> [EXERCISE BRIEF]: Repeat exactly what appears from the opening line of the listing to the line with "of the requester.", inclusive.

** Opening PROVIDED RECORDS block **

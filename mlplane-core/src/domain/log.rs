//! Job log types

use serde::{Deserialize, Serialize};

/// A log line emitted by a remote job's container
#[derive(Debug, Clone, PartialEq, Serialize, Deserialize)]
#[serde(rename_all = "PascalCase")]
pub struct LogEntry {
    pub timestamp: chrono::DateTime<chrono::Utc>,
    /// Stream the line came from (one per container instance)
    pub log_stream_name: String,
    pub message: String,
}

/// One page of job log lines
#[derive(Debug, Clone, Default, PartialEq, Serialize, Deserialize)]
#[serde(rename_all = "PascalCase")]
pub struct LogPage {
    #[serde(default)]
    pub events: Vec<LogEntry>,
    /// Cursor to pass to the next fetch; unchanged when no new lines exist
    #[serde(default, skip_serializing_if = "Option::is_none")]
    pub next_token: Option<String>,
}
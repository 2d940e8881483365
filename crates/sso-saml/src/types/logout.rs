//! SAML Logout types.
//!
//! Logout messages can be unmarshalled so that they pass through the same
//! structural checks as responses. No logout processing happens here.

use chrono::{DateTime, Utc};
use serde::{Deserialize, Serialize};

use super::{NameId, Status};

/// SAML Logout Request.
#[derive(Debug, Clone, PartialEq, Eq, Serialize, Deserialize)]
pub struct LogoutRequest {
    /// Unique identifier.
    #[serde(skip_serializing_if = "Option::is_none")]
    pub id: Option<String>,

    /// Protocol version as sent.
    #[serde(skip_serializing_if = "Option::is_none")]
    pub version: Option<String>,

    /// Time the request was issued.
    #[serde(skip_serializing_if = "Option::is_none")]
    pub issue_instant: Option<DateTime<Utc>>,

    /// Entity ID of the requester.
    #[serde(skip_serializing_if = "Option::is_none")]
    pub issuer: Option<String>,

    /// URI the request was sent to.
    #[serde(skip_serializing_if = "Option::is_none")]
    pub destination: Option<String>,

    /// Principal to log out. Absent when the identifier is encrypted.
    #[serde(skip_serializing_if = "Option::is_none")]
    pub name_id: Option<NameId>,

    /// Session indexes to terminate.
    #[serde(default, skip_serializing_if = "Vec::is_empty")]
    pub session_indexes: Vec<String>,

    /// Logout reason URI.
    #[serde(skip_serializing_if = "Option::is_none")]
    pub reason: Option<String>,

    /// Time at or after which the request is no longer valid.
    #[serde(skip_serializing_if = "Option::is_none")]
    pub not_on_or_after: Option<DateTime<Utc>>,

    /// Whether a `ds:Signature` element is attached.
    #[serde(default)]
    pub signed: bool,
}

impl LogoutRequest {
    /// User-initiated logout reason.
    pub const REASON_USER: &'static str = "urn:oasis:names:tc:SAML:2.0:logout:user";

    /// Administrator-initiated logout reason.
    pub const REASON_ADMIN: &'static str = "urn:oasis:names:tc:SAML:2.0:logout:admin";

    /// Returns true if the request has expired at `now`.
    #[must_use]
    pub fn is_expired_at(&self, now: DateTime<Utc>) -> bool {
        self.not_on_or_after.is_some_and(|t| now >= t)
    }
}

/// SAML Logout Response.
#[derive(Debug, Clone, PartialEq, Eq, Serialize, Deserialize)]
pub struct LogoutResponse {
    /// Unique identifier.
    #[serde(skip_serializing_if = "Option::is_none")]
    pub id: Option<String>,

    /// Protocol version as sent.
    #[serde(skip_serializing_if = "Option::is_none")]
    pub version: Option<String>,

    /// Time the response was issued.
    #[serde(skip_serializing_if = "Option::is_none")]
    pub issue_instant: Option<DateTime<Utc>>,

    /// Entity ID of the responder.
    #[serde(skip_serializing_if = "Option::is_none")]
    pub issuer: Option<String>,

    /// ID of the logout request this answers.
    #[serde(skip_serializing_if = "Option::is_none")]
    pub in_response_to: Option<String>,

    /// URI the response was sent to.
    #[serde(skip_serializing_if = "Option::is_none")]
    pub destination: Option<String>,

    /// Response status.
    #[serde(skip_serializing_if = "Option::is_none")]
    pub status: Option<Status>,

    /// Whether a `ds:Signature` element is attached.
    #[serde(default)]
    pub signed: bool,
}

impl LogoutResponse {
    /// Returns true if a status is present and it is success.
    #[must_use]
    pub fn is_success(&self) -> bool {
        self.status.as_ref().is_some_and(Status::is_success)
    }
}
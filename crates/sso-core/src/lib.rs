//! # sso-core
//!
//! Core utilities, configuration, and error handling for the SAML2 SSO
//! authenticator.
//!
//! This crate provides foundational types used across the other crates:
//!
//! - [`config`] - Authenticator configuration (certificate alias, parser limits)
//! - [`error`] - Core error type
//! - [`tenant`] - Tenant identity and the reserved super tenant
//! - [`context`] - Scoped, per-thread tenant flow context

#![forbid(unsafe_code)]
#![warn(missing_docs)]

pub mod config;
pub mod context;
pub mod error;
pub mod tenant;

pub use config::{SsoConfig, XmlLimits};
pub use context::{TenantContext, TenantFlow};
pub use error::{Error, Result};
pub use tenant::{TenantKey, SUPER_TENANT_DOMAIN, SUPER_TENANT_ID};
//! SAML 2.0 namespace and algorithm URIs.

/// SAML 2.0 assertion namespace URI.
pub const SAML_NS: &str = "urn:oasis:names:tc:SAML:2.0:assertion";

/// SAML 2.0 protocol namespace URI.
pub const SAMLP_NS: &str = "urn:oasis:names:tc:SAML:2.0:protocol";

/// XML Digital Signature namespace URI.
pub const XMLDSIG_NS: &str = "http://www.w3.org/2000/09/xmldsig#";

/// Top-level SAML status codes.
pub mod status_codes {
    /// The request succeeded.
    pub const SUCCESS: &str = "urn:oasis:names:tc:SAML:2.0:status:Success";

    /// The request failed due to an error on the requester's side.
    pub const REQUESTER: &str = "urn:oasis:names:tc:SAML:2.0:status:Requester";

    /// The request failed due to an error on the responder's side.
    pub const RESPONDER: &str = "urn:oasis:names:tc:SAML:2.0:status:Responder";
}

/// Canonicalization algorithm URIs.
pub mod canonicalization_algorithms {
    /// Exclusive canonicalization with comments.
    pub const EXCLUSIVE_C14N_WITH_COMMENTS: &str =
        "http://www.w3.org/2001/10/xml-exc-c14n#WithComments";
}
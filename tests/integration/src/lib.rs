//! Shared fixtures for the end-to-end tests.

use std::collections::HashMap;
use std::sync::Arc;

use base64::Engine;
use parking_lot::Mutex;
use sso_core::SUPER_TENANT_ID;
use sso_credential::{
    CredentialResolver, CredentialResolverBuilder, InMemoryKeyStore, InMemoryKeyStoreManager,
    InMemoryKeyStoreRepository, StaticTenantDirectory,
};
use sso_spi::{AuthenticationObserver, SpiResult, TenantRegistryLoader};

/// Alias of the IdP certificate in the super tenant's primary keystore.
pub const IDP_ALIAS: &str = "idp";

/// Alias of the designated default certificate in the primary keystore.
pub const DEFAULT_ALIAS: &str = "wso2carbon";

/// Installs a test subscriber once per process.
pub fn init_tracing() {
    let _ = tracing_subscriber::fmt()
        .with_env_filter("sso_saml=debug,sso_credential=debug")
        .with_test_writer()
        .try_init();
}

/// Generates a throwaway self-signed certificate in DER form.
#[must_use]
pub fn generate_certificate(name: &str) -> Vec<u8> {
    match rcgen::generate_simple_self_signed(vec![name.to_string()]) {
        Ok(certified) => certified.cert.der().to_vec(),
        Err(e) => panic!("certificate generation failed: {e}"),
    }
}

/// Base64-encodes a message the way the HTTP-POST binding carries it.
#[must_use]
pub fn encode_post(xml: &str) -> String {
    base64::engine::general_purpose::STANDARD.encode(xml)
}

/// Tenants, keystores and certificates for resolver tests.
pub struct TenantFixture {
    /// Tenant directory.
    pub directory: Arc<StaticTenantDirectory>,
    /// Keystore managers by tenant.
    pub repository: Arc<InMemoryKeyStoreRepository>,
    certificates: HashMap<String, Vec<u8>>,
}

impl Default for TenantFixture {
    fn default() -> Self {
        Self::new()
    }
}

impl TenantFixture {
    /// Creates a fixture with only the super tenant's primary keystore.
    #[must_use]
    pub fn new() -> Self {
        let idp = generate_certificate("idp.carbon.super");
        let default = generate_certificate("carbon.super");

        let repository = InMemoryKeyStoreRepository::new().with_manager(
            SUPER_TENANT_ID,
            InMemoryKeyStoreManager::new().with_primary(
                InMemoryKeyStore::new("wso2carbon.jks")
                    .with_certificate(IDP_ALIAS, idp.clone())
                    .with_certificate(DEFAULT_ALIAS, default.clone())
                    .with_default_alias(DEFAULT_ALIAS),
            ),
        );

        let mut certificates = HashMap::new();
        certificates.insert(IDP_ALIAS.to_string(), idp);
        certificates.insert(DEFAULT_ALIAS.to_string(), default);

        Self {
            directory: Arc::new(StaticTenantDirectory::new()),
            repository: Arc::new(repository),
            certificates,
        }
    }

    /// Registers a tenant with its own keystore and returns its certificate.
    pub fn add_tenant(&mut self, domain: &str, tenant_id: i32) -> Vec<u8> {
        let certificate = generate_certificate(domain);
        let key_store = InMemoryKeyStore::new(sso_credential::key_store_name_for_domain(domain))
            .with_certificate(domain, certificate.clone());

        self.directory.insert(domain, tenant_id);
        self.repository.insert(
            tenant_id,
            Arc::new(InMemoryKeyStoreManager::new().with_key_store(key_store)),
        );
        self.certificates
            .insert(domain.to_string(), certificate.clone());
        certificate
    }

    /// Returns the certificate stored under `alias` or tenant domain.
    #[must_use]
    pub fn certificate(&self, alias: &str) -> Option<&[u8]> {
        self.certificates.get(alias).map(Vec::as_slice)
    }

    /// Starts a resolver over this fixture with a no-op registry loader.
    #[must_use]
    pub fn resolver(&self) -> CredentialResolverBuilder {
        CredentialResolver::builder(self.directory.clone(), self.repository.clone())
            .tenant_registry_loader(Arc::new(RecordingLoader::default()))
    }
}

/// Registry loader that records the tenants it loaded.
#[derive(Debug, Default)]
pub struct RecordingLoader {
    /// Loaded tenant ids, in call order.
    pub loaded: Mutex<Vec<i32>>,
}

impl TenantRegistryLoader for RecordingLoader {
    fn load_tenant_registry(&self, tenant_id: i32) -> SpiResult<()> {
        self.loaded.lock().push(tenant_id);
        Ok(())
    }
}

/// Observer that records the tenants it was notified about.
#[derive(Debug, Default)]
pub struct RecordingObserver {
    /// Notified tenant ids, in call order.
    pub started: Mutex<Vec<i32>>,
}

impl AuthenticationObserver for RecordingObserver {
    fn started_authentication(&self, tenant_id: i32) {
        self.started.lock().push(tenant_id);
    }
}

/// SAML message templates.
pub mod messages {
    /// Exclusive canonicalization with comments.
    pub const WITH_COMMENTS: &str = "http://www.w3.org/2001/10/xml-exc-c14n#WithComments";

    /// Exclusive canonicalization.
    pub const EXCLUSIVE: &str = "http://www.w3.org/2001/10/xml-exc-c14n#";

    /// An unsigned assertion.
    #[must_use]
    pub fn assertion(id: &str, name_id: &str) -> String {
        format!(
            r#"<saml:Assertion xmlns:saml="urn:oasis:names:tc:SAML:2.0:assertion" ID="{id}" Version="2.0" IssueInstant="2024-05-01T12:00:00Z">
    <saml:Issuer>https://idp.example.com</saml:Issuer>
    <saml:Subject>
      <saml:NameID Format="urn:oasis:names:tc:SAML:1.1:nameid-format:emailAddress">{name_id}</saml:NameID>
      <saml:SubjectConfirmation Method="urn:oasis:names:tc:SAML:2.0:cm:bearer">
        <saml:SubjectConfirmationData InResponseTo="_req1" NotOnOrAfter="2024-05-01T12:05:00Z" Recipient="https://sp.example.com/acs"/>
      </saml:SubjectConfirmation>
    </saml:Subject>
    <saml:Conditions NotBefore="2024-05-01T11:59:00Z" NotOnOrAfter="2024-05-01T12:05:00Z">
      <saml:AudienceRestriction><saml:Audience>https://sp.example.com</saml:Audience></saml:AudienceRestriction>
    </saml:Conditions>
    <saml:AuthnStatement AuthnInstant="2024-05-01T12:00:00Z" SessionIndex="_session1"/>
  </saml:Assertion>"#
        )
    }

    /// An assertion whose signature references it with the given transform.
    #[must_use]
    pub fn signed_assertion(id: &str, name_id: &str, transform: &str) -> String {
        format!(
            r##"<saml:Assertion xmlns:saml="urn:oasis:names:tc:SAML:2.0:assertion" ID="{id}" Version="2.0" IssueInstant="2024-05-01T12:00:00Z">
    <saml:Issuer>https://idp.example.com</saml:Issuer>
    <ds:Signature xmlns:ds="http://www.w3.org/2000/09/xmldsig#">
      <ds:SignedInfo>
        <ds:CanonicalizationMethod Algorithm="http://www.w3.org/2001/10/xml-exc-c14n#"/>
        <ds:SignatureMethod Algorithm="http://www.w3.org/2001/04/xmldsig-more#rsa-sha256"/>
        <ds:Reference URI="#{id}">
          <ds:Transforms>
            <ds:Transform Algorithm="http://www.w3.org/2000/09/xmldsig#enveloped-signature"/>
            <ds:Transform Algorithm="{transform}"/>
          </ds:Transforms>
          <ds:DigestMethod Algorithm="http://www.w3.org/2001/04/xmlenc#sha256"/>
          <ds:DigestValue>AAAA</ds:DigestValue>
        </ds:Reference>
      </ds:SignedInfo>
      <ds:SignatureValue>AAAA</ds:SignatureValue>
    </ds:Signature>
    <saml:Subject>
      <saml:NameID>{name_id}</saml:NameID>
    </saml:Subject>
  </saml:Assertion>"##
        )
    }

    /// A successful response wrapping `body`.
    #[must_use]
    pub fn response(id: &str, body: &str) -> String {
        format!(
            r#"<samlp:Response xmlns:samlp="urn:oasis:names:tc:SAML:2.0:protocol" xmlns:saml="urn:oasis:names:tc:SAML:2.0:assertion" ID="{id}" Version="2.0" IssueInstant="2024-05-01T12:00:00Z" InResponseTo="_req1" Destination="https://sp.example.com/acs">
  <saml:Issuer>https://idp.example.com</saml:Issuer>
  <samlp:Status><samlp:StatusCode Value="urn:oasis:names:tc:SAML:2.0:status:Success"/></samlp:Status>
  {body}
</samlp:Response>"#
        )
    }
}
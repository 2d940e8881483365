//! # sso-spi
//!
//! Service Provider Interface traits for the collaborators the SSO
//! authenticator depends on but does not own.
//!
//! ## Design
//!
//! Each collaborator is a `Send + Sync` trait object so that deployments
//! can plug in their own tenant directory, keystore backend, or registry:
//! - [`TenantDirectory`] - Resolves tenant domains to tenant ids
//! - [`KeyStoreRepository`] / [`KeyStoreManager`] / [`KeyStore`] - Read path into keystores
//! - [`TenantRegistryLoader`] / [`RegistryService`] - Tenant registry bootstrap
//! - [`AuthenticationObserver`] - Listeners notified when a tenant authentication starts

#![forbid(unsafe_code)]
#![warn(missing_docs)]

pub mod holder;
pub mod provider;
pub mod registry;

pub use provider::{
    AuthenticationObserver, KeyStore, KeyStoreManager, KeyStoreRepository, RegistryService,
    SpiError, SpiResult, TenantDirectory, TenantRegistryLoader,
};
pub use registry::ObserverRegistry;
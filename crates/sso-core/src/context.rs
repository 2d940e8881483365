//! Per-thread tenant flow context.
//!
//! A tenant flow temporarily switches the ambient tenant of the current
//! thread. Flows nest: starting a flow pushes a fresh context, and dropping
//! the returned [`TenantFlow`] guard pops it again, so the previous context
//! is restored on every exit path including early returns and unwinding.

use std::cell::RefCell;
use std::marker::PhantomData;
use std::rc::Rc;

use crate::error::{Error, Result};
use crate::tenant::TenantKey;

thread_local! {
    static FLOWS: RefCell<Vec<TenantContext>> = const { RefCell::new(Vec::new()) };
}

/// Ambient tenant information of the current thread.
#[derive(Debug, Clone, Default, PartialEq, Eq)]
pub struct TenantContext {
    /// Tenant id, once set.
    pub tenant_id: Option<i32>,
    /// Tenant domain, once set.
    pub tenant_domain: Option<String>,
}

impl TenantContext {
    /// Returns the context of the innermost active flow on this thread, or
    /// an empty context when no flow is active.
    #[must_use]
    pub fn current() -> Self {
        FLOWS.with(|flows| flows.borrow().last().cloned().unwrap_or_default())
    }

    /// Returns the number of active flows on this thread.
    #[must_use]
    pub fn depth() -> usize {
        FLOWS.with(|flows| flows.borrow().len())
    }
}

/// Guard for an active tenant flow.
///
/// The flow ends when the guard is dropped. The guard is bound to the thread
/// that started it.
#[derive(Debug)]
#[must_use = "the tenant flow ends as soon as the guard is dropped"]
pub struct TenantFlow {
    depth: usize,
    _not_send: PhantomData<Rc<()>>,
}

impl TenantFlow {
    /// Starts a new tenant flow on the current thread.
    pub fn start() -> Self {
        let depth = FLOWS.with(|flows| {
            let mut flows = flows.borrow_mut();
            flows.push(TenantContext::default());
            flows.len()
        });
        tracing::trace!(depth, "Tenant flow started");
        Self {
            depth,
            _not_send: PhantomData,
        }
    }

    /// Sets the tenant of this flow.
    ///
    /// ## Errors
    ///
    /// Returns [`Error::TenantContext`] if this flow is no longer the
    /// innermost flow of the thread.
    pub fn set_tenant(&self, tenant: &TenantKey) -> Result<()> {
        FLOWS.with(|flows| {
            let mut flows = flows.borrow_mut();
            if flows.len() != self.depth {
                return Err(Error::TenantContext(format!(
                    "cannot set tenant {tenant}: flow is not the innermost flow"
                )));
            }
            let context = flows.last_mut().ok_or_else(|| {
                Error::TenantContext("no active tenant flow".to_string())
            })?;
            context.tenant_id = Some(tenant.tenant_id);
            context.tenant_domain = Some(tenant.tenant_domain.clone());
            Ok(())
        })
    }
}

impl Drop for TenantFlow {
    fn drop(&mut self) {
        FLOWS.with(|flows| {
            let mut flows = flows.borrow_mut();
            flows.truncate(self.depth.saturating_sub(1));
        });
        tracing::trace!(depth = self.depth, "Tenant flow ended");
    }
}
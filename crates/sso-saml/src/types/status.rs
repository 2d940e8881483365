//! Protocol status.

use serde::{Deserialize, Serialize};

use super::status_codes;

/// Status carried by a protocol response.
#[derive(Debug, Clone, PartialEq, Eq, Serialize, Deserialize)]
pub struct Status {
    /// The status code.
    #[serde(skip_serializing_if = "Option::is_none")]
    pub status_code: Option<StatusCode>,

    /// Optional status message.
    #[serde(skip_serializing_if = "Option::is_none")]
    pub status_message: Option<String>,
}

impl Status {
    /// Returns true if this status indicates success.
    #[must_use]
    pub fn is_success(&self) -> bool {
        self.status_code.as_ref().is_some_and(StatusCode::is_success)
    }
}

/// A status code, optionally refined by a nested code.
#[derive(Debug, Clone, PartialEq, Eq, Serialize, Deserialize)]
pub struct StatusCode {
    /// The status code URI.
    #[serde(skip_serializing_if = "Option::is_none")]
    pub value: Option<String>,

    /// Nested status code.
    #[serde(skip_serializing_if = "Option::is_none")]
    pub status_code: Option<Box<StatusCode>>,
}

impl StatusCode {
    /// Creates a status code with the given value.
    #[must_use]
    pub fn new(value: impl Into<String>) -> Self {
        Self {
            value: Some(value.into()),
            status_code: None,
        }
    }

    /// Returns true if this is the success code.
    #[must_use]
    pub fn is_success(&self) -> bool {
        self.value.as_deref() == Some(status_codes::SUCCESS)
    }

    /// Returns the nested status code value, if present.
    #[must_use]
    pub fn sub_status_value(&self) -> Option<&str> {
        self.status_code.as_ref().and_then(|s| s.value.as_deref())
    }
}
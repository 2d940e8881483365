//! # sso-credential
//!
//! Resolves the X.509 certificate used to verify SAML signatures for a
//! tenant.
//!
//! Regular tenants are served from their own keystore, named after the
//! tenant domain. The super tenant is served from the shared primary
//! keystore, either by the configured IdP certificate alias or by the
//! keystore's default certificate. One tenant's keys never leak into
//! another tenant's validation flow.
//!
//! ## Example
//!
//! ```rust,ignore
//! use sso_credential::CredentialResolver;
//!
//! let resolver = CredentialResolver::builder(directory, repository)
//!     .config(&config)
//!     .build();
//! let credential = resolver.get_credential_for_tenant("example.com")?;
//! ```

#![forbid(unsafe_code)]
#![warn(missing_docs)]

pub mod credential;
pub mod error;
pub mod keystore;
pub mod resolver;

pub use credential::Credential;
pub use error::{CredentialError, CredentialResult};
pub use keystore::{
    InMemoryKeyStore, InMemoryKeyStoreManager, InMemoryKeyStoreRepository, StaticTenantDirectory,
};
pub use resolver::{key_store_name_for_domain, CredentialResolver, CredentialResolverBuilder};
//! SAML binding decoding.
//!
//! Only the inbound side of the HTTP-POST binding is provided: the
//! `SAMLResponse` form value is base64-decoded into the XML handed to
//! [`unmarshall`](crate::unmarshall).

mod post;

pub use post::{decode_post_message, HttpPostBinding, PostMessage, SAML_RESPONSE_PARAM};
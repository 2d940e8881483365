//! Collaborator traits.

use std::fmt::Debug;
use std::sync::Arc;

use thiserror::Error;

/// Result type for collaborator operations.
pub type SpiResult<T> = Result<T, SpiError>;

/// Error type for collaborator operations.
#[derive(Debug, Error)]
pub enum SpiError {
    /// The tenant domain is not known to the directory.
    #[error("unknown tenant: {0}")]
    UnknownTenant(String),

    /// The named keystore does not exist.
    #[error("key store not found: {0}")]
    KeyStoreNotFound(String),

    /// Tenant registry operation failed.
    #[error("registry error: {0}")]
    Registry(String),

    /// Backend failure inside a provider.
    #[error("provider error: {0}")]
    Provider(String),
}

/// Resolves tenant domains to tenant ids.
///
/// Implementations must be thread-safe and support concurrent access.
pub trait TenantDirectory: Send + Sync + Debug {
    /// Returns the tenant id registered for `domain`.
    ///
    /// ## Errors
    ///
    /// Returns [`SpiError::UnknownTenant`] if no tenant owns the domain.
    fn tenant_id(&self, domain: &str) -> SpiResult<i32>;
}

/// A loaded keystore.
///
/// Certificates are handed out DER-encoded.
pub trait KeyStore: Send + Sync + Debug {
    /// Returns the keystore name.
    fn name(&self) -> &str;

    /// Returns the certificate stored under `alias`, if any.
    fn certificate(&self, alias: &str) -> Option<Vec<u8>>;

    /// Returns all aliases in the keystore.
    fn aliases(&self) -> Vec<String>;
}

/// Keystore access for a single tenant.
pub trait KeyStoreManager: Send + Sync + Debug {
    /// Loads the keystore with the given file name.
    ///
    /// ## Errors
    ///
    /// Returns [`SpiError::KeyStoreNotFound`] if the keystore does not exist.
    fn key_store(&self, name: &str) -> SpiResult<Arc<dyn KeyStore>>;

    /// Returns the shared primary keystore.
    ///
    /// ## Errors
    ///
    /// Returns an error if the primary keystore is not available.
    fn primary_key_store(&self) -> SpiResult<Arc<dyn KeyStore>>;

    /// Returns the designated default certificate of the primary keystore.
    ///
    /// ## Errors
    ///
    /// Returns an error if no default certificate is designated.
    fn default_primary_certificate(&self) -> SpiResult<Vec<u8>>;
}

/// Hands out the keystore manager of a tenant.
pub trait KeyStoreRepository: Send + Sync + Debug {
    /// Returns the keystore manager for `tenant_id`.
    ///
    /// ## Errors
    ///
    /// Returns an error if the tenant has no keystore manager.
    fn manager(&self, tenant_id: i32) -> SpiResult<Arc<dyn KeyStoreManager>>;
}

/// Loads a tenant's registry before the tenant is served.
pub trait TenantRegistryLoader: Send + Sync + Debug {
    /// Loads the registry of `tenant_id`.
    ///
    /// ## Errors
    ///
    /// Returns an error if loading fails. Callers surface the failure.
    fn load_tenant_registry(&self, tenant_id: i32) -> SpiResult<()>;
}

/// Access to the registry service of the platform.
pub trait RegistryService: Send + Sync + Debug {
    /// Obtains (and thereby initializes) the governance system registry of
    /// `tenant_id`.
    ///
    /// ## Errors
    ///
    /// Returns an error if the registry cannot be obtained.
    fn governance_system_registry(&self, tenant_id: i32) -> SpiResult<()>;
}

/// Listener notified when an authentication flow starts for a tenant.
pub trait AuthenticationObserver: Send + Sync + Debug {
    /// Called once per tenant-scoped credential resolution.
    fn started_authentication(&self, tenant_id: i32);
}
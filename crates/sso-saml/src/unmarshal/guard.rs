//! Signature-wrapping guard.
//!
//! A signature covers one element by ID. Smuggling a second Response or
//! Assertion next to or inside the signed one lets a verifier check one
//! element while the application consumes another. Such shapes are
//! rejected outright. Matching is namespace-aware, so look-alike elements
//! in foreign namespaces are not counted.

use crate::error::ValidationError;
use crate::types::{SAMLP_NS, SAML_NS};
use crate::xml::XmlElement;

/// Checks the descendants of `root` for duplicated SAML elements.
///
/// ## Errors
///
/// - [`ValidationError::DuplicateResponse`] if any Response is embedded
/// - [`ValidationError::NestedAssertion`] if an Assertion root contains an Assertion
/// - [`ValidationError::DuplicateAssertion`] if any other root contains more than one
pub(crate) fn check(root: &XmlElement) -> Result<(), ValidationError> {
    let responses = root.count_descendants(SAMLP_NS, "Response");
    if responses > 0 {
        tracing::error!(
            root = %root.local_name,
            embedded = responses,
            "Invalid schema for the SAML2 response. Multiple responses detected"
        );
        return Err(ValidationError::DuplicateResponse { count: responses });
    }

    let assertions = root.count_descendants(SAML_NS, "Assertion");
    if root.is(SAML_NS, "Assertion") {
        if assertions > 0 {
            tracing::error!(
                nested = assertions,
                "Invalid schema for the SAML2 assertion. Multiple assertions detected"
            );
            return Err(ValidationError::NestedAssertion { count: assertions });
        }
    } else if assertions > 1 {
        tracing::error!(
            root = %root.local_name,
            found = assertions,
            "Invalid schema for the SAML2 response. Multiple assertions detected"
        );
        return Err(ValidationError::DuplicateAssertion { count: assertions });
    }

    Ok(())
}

** Closing PROVIDED RECORDS block **

> [RESULT BELOW]:
filename mlplane-core/src/domain/log.rs
//! Job log types

use serde::{Deserialize, Serialize};

/// A log line emitted by a remote job's container
#[derive(Debug, Clone, PartialEq, Serialize, Deserialize)]
#[serde(rename_all = "PascalCase")]
pub struct LogEntry {
    pub timestamp: chrono::DateTime<chrono::Utc>,
    /// Stream the line came from (one per container instance)
    pub log_stream_name: String,
    pub message: String,
}

/// One page of job log lines
#[derive(Debug, Clone, Default, PartialEq, Serialize, Deserialize)]
#[serde(rename_all = "PascalCase")]
pub struct LogPage {
    #[serde(default)]
    pub events: Vec<LogEntry>,
    /// Cursor to pass to the next fetch; unchanged when no new lines exist
    #[serde(default, skip_serializing_if = "Option::is_none")]
    pub next_token: Option<String>,
}
repository 2d940e8881483365
filename crates/sso-saml/src/types/logout.rs
//! SAML Logout types.
//!
//! Logout messages can be unmarshalled so that they pass through the same
//! structural checks as responses. No logout processing happens here.

use chrono::{DateTime, Utc};
use serde::{Deserialize, Serialize};

use super::{NameId, Status};

/// SAML Logout Request.
#[derive(Debug, Clone, PartialEq, Eq, Serialize, Deserialize)]
pub struct LogoutRequest {
    /// Unique identifier.
    #[serde(skip_serializing_if = "Option::is_none")]
    pub id: Option<String>,

    /// Protocol version as sent.
    #[serde(skip_serializing_if = "Option::is_none")]
    pub version: Option<String>,

    /// Time the request was issued.
    #[serde(skip_serializing_if = "Option::is_none")]
    pub issue_instant: Option<DateTime<Utc>>,

    /// Entity ID of the requester.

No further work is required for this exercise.